Copy each line of the entries beneath that contains the word "yard".

Supplied material: Begin

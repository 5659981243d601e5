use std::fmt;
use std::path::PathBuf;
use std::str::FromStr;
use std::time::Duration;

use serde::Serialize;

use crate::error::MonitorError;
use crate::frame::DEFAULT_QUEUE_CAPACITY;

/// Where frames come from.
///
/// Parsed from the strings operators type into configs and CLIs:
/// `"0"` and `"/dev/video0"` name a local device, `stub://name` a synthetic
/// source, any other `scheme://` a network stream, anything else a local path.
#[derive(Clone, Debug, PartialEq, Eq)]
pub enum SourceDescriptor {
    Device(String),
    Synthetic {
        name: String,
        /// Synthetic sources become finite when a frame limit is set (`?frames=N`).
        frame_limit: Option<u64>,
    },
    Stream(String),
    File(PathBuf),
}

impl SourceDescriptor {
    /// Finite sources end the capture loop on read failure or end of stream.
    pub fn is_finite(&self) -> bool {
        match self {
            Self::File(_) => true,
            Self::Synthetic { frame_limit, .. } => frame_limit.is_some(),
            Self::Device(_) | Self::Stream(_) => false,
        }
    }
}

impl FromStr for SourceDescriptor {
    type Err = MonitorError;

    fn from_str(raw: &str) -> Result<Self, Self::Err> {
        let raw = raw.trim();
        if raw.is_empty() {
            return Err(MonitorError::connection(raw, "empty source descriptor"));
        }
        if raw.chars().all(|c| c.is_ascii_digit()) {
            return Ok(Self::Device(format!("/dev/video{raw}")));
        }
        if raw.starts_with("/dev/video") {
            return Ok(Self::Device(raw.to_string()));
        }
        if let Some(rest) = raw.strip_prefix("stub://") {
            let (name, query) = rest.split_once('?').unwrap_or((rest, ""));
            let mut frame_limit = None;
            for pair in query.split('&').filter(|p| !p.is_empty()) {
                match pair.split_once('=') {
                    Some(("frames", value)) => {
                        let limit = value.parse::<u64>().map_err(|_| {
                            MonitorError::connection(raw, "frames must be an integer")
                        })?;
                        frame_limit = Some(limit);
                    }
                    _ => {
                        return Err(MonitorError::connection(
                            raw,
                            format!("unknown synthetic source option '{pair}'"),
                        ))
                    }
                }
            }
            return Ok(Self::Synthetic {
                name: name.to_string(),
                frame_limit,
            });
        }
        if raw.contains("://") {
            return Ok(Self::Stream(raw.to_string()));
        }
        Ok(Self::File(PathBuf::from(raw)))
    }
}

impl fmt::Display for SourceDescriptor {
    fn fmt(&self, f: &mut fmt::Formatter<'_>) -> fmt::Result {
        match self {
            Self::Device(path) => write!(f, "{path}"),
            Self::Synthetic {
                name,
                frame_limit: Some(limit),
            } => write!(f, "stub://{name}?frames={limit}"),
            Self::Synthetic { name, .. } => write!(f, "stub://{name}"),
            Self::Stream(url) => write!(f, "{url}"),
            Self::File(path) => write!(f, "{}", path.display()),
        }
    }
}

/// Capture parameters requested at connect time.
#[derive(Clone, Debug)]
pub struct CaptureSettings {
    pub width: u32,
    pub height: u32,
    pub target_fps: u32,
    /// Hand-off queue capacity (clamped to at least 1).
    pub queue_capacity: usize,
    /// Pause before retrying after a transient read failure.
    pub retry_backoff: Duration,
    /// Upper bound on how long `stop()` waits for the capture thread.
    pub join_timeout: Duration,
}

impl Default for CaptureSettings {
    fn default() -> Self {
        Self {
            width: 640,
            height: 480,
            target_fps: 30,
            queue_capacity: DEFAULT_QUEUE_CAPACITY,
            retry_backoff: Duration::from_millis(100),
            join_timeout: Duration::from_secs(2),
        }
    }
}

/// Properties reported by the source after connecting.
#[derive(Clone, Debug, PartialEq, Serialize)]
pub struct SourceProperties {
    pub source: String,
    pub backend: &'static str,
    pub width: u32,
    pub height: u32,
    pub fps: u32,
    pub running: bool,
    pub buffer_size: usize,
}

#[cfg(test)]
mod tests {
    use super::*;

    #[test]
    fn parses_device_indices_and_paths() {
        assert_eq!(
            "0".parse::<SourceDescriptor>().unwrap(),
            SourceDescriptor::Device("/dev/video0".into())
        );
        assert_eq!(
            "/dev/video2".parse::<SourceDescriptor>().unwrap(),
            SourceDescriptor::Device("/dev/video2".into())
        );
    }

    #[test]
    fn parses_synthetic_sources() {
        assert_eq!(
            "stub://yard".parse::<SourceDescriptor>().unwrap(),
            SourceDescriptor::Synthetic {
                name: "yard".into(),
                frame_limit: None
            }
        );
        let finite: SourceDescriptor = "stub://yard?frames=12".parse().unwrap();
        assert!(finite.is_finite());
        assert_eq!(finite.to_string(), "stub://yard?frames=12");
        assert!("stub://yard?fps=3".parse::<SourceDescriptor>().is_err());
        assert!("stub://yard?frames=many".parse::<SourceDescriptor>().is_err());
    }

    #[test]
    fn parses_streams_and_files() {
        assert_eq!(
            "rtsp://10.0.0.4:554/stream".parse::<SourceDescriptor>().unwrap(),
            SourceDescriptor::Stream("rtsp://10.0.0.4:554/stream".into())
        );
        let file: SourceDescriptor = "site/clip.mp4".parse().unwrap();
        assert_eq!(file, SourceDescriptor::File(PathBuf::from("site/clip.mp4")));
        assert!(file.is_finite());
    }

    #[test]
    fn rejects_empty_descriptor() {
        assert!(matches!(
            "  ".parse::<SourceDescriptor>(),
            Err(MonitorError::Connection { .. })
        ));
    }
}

Supplied material: End
Supplied material: Begin

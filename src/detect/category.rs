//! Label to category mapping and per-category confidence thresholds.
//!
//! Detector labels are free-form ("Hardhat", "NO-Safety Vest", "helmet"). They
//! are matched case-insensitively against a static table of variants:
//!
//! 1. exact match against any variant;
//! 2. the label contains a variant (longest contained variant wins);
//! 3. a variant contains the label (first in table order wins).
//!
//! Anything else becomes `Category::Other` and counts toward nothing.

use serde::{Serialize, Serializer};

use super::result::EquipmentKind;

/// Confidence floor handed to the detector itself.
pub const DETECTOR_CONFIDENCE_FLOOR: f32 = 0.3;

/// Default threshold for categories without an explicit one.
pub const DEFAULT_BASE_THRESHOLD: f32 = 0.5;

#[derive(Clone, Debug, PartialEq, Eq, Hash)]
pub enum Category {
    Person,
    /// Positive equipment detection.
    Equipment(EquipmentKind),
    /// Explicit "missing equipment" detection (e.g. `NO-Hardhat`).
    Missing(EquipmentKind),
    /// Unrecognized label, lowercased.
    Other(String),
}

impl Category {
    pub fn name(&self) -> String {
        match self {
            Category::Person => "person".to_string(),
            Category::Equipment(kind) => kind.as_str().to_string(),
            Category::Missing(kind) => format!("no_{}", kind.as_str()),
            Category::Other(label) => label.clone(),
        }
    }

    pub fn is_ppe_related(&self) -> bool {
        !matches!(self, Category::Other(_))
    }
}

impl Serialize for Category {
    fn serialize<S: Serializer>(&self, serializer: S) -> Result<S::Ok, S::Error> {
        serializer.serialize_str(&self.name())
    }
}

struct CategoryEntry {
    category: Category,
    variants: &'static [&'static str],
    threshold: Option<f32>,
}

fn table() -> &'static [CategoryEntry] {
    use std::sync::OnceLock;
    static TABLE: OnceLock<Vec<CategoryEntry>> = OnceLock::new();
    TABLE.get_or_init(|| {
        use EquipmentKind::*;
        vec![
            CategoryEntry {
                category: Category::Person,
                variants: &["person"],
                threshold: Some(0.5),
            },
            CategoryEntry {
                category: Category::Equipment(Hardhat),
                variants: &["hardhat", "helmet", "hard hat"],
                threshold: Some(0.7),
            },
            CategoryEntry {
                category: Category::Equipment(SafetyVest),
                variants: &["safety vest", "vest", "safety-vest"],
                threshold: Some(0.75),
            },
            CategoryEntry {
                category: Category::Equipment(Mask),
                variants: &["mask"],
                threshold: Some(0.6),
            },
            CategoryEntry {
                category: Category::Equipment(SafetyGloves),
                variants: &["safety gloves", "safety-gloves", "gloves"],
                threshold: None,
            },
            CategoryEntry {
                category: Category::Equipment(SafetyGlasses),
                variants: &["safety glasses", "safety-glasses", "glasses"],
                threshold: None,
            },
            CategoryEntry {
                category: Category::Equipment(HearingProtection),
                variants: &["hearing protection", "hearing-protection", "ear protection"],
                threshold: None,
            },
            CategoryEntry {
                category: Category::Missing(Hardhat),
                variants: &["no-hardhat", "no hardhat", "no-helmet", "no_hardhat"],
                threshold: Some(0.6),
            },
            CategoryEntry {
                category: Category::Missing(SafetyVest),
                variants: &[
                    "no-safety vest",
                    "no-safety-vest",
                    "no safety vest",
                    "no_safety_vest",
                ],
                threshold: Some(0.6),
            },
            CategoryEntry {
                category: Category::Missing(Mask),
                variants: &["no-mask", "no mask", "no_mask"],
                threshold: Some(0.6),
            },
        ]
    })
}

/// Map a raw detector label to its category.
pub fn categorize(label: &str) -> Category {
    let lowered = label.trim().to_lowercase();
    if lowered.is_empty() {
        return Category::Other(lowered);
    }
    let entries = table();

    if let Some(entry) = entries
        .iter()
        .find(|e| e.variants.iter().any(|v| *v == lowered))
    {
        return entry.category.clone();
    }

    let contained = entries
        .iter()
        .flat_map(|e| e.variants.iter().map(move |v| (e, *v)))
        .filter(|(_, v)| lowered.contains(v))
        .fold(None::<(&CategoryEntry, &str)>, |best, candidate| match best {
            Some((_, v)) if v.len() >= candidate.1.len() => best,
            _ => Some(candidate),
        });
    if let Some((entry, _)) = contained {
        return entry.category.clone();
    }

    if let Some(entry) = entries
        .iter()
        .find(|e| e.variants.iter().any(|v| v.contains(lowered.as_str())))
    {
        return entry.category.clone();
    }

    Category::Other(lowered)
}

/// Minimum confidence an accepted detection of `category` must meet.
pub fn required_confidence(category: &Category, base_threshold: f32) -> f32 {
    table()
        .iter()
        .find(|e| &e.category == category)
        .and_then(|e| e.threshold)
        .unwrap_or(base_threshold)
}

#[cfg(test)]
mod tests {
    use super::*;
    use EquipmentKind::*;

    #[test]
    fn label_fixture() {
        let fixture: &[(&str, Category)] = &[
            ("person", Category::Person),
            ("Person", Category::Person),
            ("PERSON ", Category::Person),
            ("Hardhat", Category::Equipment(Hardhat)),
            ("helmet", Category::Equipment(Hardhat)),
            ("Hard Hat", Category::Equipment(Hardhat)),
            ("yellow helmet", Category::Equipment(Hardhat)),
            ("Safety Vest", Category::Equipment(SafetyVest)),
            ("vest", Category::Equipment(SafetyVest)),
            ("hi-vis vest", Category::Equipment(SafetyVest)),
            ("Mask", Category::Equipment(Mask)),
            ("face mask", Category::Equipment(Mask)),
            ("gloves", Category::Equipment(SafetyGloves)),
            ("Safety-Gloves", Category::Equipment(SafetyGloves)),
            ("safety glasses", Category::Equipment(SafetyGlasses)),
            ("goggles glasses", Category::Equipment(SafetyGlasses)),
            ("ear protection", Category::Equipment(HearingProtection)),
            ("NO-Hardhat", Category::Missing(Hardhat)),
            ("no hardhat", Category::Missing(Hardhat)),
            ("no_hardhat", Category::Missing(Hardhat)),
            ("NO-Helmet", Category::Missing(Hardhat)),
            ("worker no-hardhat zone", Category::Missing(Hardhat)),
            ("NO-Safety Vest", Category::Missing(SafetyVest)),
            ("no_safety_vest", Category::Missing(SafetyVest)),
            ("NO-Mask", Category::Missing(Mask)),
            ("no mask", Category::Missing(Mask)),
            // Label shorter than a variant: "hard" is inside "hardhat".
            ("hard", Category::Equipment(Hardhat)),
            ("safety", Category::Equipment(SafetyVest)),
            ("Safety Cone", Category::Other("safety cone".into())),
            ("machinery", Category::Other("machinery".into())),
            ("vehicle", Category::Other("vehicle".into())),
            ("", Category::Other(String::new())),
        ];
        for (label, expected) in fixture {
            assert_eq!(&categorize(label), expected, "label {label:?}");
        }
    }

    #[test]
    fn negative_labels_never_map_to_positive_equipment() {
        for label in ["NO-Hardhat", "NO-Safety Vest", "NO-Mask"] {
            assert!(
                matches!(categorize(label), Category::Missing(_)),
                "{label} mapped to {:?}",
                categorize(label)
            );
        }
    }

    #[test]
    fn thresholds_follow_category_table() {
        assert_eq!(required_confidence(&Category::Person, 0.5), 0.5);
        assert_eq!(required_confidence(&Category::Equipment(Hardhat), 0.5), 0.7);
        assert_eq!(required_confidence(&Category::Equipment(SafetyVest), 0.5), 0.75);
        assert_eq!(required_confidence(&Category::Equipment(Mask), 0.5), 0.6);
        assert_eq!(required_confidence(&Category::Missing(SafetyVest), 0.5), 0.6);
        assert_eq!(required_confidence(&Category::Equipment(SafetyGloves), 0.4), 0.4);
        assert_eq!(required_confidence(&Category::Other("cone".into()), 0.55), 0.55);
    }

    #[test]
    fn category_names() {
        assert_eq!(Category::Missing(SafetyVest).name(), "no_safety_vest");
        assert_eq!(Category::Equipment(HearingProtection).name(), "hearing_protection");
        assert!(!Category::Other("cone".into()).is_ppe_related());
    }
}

Supplied material: End

Reply
            "stub://yard".parse::<SourceDescriptor>().unwrap(),
                name: "yard".into(),
        let finite: SourceDescriptor = "stub://yard?frames=12".parse().unwrap();
        assert_eq!(finite.to_string(), "stub://yard?frames=12");
        assert!("stub://yard?fps=3".parse::<SourceDescriptor>().is_err());
        assert!("stub://yard?frames=many".parse::<SourceDescriptor>().is_err());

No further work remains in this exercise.